INVESTIGADORES
QUINTANA Silvina
congresos y reuniones científicas
Título:
HIGH RESOLUTION MELTING: UN MÉTODO RÁPIDO Y EFECTIVO PARA DIAGNOSTICAR AFRICANIZACIÓN EN POBLACIONES DE APIS MELLIFERA
Autor/es:
PORRINI, LEONARDO; BRASESCO, CONSTANZA; MAGGI, MATIAS; EGUARAS, MARTIN ; QUINTANA, SILVINA
Lugar:
Mar del Plata.
Reunión:
Congreso; XIV Encuentro Biólogos En Red; 2019
Institución organizadora:
Asociación de Jóvenes Investigadores en Formación (AJIF)
Resumen:
El análisis de la variación en el ADNmt de Apis mellifera ha permitido distinguir subespecies y linajes evolutivos mediante diferentes métodos moleculares; desde RFLP, hasta PCR-RFLP y secuenciación directa. Asimismo, la comparación de medidas automatizadas se ha utilizado para distinguir abejas Africanizadas, con un alto grado de consistencia entre la morfometría del ala y la información molecular. Por lo general este tipo de metodologías demandan cierta experiencia y gran cantidad de tiempo hasta obtener un resultado final. El análisis de fusión de alta resolución (HRM) permite identificar rápidamente estos polimorfismos de secuencia, comparando las curvas de fusión en amplicones cortos generados por PCR en tiempo real (qPCR).

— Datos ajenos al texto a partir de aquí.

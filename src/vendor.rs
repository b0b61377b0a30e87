//! Vendor identification string of CPUID leaf 0.

use core::fmt;

pub const VENDOR_LEN: usize = 12;

/// Packs the vendor registers of leaf 0 into their 12 raw bytes.
///
/// Each register is laid out little-endian and the registers are concatenated in
/// B, D, C order, which is the order the vendor string is spread over.
pub const fn pack_vendor_bytes(ebx: u32, edx: u32, ecx: u32) -> [u8; VENDOR_LEN] {
    let b = ebx.to_le_bytes();
    let d = edx.to_le_bytes();
    let c = ecx.to_le_bytes();
    #[rustfmt::skip]
    let packed = [
        b[0], b[1], b[2], b[3],
        d[0], d[1], d[2], d[3],
        c[0], c[1], c[2], c[3],
    ];
    packed
}

/// Vendor string reported by the processor, e.g. `GenuineIntel`.
#[derive(Clone, Copy, PartialEq, Eq, Hash)]
pub struct VendorIdentity {
    raw: [u8; VENDOR_LEN],
    len: usize,
}

impl VendorIdentity {
    pub const fn from_registers(ebx: u32, edx: u32, ecx: u32) -> Self {
        Self::from_bytes(pack_vendor_bytes(ebx, edx, ecx))
    }

    /// The string ends at the first byte that is not printable ASCII, so padding such as
    /// KVM's trailing NULs is dropped.
    pub const fn from_bytes(raw: [u8; VENDOR_LEN]) -> Self {
        let mut len = 0;
        while len < VENDOR_LEN && matches!(raw[len], 0x20..=0x7e) {
            len += 1;
        }
        Self { raw, len }
    }

    pub fn as_str(&self) -> &str {
        // Only printable ASCII is counted in `len`.
        core::str::from_utf8(&self.raw[..self.len]).unwrap_or_default()
    }

    /// All 12 bytes, including anything past the end of the string.
    pub const fn raw_bytes(&self) -> &[u8; VENDOR_LEN] {
        &self.raw
    }

    pub const fn len(&self) -> usize {
        self.len
    }

    pub const fn is_empty(&self) -> bool {
        self.len == 0
    }

    pub fn known(&self) -> KnownVendor {
        KnownVendor::from(self)
    }
}

impl fmt::Debug for VendorIdentity {
    fn fmt(&self, f: &mut fmt::Formatter<'_>) -> fmt::Result {
        f.debug_tuple("VendorIdentity").field(&self.as_str()).finish()
    }
}

impl fmt::Display for VendorIdentity {
    fn fmt(&self, f: &mut fmt::Formatter<'_>) -> fmt::Result {
        f.write_str(self.as_str())
    }
}

impl PartialEq<str> for VendorIdentity {
    fn eq(&self, other: &str) -> bool {
        self.as_str() == other
    }
}

impl PartialEq<&str> for VendorIdentity {
    fn eq(&self, other: &&str) -> bool {
        self.as_str() == *other
    }
}

/// Manufacturers and hypervisors recognized by their vendor string.
#[derive(Clone, Copy, Debug, PartialEq, Eq, Hash)]
pub enum KnownVendor {
    /// "GenuineIntel"
    Intel,
    /// "AuthenticAMD", or "AMDisbetter!" on early K5 samples
    Amd,
    /// "HygonGenuine"
    Hygon,
    /// "CentaurHauls"
    Centaur,
    /// "  Shanghai  "
    Zhaoxin,
    /// "VIA VIA VIA "
    Via,
    /// "KVMKVMKVM\0\0\0"
    Kvm,
    /// "Microsoft Hv"
    HyperV,
    /// "VMwareVMware"
    VMware,
    /// "XenVMMXenVMM"
    Xen,
    /// "TCGTCGTCGTCG"
    Qemu,
    Unknown,
}

impl From<&VendorIdentity> for KnownVendor {
    fn from(vendor: &VendorIdentity) -> Self {
        match vendor.raw_bytes() {
            b"GenuineIntel" => KnownVendor::Intel,
            b"AuthenticAMD" | b"AMDisbetter!" => KnownVendor::Amd,
            b"HygonGenuine" => KnownVendor::Hygon,
            b"CentaurHauls" => KnownVendor::Centaur,
            b"  Shanghai  " => KnownVendor::Zhaoxin,
            b"VIA VIA VIA " => KnownVendor::Via,
            b"KVMKVMKVM\0\0\0" => KnownVendor::Kvm,
            b"Microsoft Hv" => KnownVendor::HyperV,
            b"VMwareVMware" => KnownVendor::VMware,
            b"XenVMMXenVMM" => KnownVendor::Xen,
            b"TCGTCGTCGTCG" => KnownVendor::Qemu,
            _ => KnownVendor::Unknown,
        }
    }
}

impl fmt::Display for KnownVendor {
    fn fmt(&self, f: &mut fmt::Formatter<'_>) -> fmt::Result {
        match self {
            KnownVendor::Intel => write!(f, "Intel"),
            KnownVendor::Amd => write!(f, "AMD"),
            KnownVendor::Hygon => write!(f, "Hygon"),
            KnownVendor::Centaur => write!(f, "Centaur"),
            KnownVendor::Zhaoxin => write!(f, "Zhaoxin"),
            KnownVendor::Via => write!(f, "VIA"),
            KnownVendor::Kvm => write!(f, "KVM"),
            KnownVendor::HyperV => write!(f, "Microsoft Hyper-V"),
            KnownVendor::VMware => write!(f, "VMware"),
            KnownVendor::Xen => write!(f, "Xen HVM"),
            KnownVendor::Qemu => write!(f, "QEMU TCG"),
            KnownVendor::Unknown => write!(f, "Unknown"),
        }
    }
}
/// CPUID wrapper
pub mod cpuid;
#[cfg(any(target_arch = "x86", target_arch = "x86_64"))]
pub mod x86_shared;
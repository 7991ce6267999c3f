//! Clients for the remote skin analysis.
//!
//! Every failure mode comes back as a [`RemoteFailure`] value; nothing here retries.

mod hosted;
mod vision;

pub use hosted::HostedFunctionClient;
pub use vision::{extract_json_block, VisionCompletionClient};

use std::future::Future;
use std::time::Duration;

use serde::{Deserialize, Serialize};

use super::contract::ContractViolation;
use super::domain::{AnswerRecord, AssessmentResult};
use crate::config::{AnalysisConfig, AnalysisMode};

/// Connection establishment bound; the orchestrator owns the overall deadline.
const CONNECT_TIMEOUT: Duration = Duration::from_secs(10);

/// Body sent to the analysis endpoint.
#[derive(Debug, Clone, PartialEq, Serialize, Deserialize)]
#[serde(rename_all = "camelCase")]
pub struct AnalysisRequest {
    pub image_url: String,
    pub questionnaire_data: AnswerRecord,
}

#[derive(Debug, thiserror::Error)]
pub enum RemoteFailure {
    #[error("analysis endpoint unreachable: {0}")]
    Transport(String),
    #[error("analysis endpoint returned {status}: {body}")]
    Status { status: u16, body: String },
    #[error("analysis response is not valid JSON: {0}")]
    Parse(String),
    #[error("analysis response carried no completion choices")]
    MissingChoices,
    #[error("analysis response rejected: {0}")]
    Contract(#[from] ContractViolation),
    #[error("analysis did not finish within {0}s")]
    Timeout(u64),
    #[error("no analysis credential configured")]
    MissingCredential,
}

impl From<reqwest::Error> for RemoteFailure {
    fn from(err: reqwest::Error) -> Self {
        RemoteFailure::Transport(err.to_string())
    }
}

/// A producer of remote assessments.
pub trait AnalysisClient: Send + Sync {
    fn invoke(
        &self,
        request: &AnalysisRequest,
    ) -> impl Future<Output = Result<AssessmentResult, RemoteFailure>> + Send;
}

/// The client selected by configuration.
pub enum ConfiguredClient {
    Hosted(HostedFunctionClient),
    Direct(VisionCompletionClient),
}

impl ConfiguredClient {
    pub fn from_config(config: &AnalysisConfig) -> Result<Self, reqwest::Error> {
        let http = reqwest::Client::builder()
            .connect_timeout(CONNECT_TIMEOUT)
            .build()?;

        Ok(match config.mode {
            AnalysisMode::Hosted => ConfiguredClient::Hosted(HostedFunctionClient::new(
                http,
                &config.endpoint,
                config.api_key.clone(),
            )),
            AnalysisMode::Direct => ConfiguredClient::Direct(VisionCompletionClient::new(
                http,
                &config.endpoint,
                config.api_key.clone(),
                &config.model,
            )),
        })
    }

    pub fn endpoint(&self) -> &str {
        match self {
            ConfiguredClient::Hosted(client) => client.endpoint(),
            ConfiguredClient::Direct(client) => client.endpoint(),
        }
    }
}

impl AnalysisClient for ConfiguredClient {
    async fn invoke(&self, request: &AnalysisRequest) -> Result<AssessmentResult, RemoteFailure> {
        match self {
            ConfiguredClient::Hosted(client) => client.invoke(request).await,
            ConfiguredClient::Direct(client) => client.invoke(request).await,
        }
    }
}
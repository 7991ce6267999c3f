use std::collections::BTreeMap;

use super::super::domain::{
    AnswerRecord, ClinicalMetric, ClinicalMetrics, MetricCategory, SleepQuality, StressLevel,
    SunExposure,
};

/// Scores at or below this are a concern.
pub const CONCERN_CEILING: f64 = 6.0;
/// Scores at or above this are normal; anything between is monitored.
pub const NORMAL_FLOOR: f64 = 7.5;

pub fn categorize(score: f64) -> MetricCategory {
    if score <= CONCERN_CEILING {
        MetricCategory::Concern
    } else if score < NORMAL_FLOOR {
        MetricCategory::Monitor
    } else {
        MetricCategory::Normal
    }
}

fn metric(score: f64, description: &str) -> ClinicalMetric {
    ClinicalMetric {
        score,
        category: categorize(score),
        description: description.to_string(),
    }
}

pub(crate) fn clinical_metrics(answers: &AnswerRecord) -> ClinicalMetrics {
    let volume_score = if answers.stress_level == StressLevel::High {
        5.8
    } else {
        6.5
    };

    let density_score = if answers.sleep_quality == SleepQuality::Poor {
        5.5
    } else if answers.sun_exposure == Some(SunExposure::High) {
        6.0
    } else {
        7.2
    };

    ClinicalMetrics {
        volume_integrity: metric(
            volume_score,
            "Facial volume estimate from lifestyle and hormonal factors",
        ),
        dermal_density: metric(
            density_score,
            "Skin density estimate from environmental and lifestyle factors",
        ),
        additional: BTreeMap::new(),
    }
}
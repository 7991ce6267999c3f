use super::common::*;
use std::sync::Arc;
use std::time::Duration;

use crate::workflows::assessment::contract;
use crate::workflows::assessment::domain::{REMOTE_FAILURE, STRESS_MANAGEMENT};
use crate::workflows::assessment::fallback;
use crate::workflows::assessment::AssessmentOrchestrator;

#[tokio::test]
async fn remote_success_is_returned_and_published() {
    let (orchestrator, client) = orchestrator(Script::Succeed(remote_result()));

    let result = orchestrator
        .obtain_assessment(&session(), &image(), &stressed_answers())
        .await;

    assert_eq!(result, remote_result());
    assert!(!result.fallback_used());
    assert_eq!(client.calls(), 1);

    let handoff = orchestrator.handoff();
    assert_eq!(
        handoff.assessment(&session()).expect("store readable"),
        Some(remote_result())
    );
    assert_eq!(
        handoff.answers(&session()).expect("store readable"),
        Some(stressed_answers())
    );
    assert_eq!(
        handoff
            .uploaded_image(&session())
            .expect("store readable")
            .as_deref(),
        Some(IMAGE)
    );
}

#[tokio::test]
async fn remote_error_status_falls_back_with_error_info() {
    let (orchestrator, client) = orchestrator(Script::FailStatus(500));

    let result = orchestrator
        .obtain_assessment(&session(), &image(), &stressed_answers())
        .await;

    assert_eq!(client.calls(), 1);
    assert!(result.fallback_used());
    let info = result.error_info.as_ref().expect("error info attached");
    assert_eq!(info.kind, REMOTE_FAILURE);
    assert!(info.message.contains("500"));
    contract::check(&result).expect("fallback is structurally valid");

    assert_eq!(result.primary_concern, STRESS_MANAGEMENT);
    assert_eq!(result.assessed_skin_age, 56);
    let mut expected = fallback::score(&stressed_answers());
    expected.error_info = result.error_info.clone();
    assert_eq!(result, expected);
}

#[tokio::test]
async fn slow_remote_times_out_into_fallback() {
    let (orchestrator, _client) = orchestrator_with_timeout(
        Script::Delay(Duration::from_secs(5), remote_result()),
        Duration::from_millis(50),
    );

    let result = orchestrator
        .obtain_assessment(&session(), &image(), &stressed_answers())
        .await;

    assert!(result.fallback_used());
    let message = &result.error_info.as_ref().expect("error info").message;
    assert!(message.contains("did not finish"), "unexpected message: {message}");
}

#[tokio::test]
async fn concurrent_submissions_for_one_session_share_a_single_run() {
    let (orchestrator, client) = orchestrator(Script::Delay(
        Duration::from_millis(50),
        remote_result(),
    ));
    let answers = stressed_answers();
    let image = image();
    let session = session();

    let (first, second) = tokio::join!(
        orchestrator.obtain_assessment(&session, &image, &answers),
        orchestrator.obtain_assessment(&session, &image, &answers),
    );

    assert_eq!(client.calls(), 1);
    assert_eq!(first, second);
    assert_eq!(orchestrator.pending_gates(), 0);
}

#[tokio::test]
async fn different_sessions_each_get_their_own_run() {
    let (orchestrator, client) = orchestrator(Script::Delay(
        Duration::from_millis(20),
        remote_result(),
    ));
    let answers = stressed_answers();
    let image = image();
    let first_session = session();
    let second_session = crate::workflows::assessment::SessionId("sess-other".to_string());

    tokio::join!(
        orchestrator.obtain_assessment(&first_session, &image, &answers),
        orchestrator.obtain_assessment(&second_session, &image, &answers),
    );

    assert_eq!(client.calls(), 2);
}

#[tokio::test]
async fn resubmission_after_completion_overwrites_prior_result() {
    let (orchestrator, client) = orchestrator(Script::Succeed(remote_result()));

    orchestrator
        .obtain_assessment(&session(), &image(), &stressed_answers())
        .await;
    let mut calmer = stressed_answers();
    calmer.sun_exposure = None;
    orchestrator
        .obtain_assessment(&session(), &image(), &calmer)
        .await;

    assert_eq!(client.calls(), 2);
    assert_eq!(
        orchestrator.handoff().answers(&session()).expect("store readable"),
        Some(calmer)
    );
}

#[tokio::test]
async fn store_failure_still_returns_the_assessment() {
    let client = Arc::new(ScriptedClient::new(Script::FailStatus(503)));
    let orchestrator = AssessmentOrchestrator::new(
        Arc::clone(&client),
        Arc::new(UnavailableStore),
        Duration::from_secs(1),
    );

    let result = orchestrator
        .obtain_assessment(&session(), &image(), &stressed_answers())
        .await;

    assert!(result.fallback_used());
    assert_eq!(client.calls(), 1);
}

#[tokio::test]
async fn abandoned_caller_does_not_cancel_the_run() {
    let (orchestrator, client) = orchestrator(Script::Delay(
        Duration::from_millis(200),
        remote_result(),
    ));

    let abandoned = tokio::time::timeout(
        Duration::from_millis(20),
        orchestrator.obtain_assessment(&session(), &image(), &stressed_answers()),
    )
    .await;
    assert!(abandoned.is_err());

    tokio::time::sleep(Duration::from_millis(400)).await;

    assert_eq!(client.calls(), 1);
    assert_eq!(orchestrator.pending_gates(), 0);
    assert_eq!(
        orchestrator.handoff().assessment(&session()).expect("store readable"),
        Some(remote_result())
    );
}

#[tokio::test]
async fn remote_enhanced_image_is_dropped() {
    let mut enhanced = remote_result();
    enhanced.enhanced_image_url = Some("https://cdn.example.com/enhanced.jpg".to_string());
    let (orchestrator, _client) = orchestrator(Script::Succeed(enhanced));

    let result = orchestrator
        .obtain_assessment(&session(), &image(), &stressed_answers())
        .await;

    assert!(result.enhanced_image_url.is_none());
    assert_eq!(result, remote_result());
}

El objetivo de este trabajo fue implementar la técnica de HRM en el diagnóstico de Africanización en colonias de A. mellifera de Argentina, utilizando como validación el análisis de morfometría geométrica de ala (MGA). Para la identificación molecular del mitotipo, se extrajo ADN de 57 colonias (1 abeja/colonia) provenientes de 16 provincias distintas, las cuales fueron previamente caracterizadas por morfometría geométrica de ala. En primer lugar, se analizaron por el método de referencia, consistente en qPCRs que amplifican dos regiones relativamente largas (485pb/385pb) del gen mitocondrial del citocromo b (cytb); y luego se diseñaron nuevos cebadores con el fin de amplificar un producto de menor tamaño (207pb) que sirva para el diagnóstico por HRM. Se utilizaron controles positivos para las abejas tanto europeas (EHB) como Africanizadas (AHB) y se obtuvieron secuencias parciales del gen para construir un árbol filogenético a partir de secuencias depositadas en Genebank. De las 57 muestras, 37 fueron clasificadas de origen europeo y 20 de origen africano. La totalidad de las muestras clasificadas por HRM fueron correctamente validadas por MGA, demostrando que esta técnica podría ser implementada para una rápida identificación de mitotipo Africano en muestras de Apis mellifera.